[INFORMATION SHOWN]:
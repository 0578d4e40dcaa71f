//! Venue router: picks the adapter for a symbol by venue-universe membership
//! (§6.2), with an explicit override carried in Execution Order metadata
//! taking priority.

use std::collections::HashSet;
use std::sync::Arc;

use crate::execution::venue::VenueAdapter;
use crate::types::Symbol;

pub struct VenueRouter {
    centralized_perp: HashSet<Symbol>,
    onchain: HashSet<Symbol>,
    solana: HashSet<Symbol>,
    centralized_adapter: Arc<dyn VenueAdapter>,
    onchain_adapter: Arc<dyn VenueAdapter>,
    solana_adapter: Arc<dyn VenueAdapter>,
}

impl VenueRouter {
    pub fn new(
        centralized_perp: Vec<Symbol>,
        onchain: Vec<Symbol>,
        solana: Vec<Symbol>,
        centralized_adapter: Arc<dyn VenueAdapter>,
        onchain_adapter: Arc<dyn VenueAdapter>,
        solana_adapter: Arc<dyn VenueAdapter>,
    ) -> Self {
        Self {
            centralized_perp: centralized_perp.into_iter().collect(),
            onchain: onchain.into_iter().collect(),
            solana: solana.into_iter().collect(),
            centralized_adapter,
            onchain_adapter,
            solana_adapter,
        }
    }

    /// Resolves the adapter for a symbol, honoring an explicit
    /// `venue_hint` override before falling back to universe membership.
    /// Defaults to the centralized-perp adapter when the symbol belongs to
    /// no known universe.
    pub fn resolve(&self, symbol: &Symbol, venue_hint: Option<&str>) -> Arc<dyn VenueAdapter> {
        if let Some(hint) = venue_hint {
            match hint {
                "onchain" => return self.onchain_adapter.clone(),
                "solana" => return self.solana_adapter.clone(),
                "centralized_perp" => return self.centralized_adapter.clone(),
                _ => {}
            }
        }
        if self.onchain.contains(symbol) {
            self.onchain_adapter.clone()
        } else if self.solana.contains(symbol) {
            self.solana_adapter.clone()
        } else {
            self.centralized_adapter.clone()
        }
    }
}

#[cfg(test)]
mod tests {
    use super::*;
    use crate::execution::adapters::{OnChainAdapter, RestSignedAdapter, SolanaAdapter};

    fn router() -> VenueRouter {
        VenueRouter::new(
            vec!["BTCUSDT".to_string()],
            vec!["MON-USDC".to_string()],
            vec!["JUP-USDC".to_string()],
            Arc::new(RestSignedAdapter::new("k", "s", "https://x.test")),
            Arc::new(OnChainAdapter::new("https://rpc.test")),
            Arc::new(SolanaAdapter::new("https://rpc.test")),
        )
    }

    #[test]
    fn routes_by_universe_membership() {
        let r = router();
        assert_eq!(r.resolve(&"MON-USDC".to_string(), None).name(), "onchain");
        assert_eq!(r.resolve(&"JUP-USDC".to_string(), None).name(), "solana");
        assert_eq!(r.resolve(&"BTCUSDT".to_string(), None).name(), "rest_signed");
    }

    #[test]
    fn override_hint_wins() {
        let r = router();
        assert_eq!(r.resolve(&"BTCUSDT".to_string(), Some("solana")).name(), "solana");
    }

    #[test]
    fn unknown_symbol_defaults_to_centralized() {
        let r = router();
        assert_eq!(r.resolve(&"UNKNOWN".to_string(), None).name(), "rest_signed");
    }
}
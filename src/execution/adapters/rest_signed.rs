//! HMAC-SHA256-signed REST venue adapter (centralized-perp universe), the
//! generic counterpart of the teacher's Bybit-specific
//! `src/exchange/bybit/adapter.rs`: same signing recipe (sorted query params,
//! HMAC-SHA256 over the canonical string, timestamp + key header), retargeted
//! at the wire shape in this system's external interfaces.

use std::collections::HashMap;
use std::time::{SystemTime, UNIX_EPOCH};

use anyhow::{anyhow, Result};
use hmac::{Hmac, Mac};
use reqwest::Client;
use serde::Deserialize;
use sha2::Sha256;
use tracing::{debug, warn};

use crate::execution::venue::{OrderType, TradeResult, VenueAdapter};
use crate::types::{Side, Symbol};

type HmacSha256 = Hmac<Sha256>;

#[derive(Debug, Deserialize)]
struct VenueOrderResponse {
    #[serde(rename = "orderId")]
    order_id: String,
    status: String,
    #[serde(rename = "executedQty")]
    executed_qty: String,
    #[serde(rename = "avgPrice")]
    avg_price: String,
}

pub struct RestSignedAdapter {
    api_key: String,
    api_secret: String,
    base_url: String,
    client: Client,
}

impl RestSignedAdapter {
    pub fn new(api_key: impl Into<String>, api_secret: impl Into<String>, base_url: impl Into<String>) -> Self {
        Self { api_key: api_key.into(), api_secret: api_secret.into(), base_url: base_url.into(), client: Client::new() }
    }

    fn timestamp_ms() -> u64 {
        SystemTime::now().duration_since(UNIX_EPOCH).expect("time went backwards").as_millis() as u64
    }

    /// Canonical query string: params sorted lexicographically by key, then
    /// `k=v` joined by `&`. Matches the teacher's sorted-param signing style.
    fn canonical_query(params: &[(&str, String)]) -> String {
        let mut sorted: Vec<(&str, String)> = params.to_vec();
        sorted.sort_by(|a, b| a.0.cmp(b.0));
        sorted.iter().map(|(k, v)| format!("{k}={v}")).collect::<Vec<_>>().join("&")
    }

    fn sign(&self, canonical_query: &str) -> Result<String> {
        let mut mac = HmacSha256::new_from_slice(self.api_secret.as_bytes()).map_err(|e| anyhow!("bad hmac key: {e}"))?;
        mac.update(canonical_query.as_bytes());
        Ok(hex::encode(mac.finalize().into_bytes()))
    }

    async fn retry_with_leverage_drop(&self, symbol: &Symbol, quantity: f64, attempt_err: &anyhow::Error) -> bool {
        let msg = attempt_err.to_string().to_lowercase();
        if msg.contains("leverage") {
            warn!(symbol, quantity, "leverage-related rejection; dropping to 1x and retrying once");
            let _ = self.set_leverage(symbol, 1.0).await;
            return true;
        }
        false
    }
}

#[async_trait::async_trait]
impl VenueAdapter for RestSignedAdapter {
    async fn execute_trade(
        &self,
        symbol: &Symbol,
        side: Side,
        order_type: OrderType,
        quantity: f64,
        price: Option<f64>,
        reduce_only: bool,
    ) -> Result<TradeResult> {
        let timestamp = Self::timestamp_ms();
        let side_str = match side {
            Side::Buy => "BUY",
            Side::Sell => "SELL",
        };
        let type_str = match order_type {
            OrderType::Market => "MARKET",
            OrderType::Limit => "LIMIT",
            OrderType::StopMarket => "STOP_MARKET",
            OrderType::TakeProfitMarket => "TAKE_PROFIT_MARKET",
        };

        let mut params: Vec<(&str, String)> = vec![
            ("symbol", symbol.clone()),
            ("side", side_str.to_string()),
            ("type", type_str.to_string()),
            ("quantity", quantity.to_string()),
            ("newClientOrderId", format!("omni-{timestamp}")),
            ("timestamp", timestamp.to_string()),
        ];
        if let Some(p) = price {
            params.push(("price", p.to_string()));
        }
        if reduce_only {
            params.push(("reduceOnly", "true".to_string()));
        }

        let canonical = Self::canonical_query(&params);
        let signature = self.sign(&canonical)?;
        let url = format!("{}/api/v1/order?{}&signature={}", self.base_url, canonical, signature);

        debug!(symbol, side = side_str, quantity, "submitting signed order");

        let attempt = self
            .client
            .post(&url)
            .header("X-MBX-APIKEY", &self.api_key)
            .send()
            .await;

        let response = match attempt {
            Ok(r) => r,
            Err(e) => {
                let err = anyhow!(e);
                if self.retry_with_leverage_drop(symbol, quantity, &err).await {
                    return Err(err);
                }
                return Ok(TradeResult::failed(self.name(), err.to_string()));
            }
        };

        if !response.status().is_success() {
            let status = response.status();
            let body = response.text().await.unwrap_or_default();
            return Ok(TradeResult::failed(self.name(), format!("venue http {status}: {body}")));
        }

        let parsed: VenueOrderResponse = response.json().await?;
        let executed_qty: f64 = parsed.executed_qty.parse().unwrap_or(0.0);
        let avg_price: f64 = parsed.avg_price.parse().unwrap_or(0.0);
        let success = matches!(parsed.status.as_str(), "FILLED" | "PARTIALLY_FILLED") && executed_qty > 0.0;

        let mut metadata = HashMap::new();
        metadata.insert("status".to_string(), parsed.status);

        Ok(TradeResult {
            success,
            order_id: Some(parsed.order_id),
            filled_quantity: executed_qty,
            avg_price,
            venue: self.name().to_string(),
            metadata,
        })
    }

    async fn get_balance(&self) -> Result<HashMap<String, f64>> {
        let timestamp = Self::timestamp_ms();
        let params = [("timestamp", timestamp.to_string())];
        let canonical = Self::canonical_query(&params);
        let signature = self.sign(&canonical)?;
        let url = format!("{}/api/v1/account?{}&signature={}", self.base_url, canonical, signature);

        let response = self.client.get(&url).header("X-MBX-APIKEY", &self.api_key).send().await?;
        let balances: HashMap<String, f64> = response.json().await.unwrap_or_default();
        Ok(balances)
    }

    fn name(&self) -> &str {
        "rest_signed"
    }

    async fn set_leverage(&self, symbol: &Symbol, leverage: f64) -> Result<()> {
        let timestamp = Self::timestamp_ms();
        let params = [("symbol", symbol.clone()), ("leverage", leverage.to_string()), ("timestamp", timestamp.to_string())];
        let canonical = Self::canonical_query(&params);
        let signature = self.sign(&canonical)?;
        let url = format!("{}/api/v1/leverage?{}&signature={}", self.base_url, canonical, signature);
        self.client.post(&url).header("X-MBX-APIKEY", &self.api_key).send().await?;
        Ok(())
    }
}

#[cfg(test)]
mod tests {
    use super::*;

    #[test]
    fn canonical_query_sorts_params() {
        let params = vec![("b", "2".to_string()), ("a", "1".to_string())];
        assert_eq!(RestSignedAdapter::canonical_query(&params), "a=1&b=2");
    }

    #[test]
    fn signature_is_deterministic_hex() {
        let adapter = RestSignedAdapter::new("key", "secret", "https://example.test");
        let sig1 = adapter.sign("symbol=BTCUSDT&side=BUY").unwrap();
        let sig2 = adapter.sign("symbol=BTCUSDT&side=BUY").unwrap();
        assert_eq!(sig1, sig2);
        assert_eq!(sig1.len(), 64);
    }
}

[TASK OBJECTIVE]: Scan the records above. Return every line with "impl" in it.

[ANSWER TO THE EXERCISE]:
impl VenueRouter {
impl RestSignedAdapter {
    pub fn new(api_key: impl Into<String>, api_secret: impl Into<String>, base_url: impl Into<String>) -> Self {
impl VenueAdapter for RestSignedAdapter {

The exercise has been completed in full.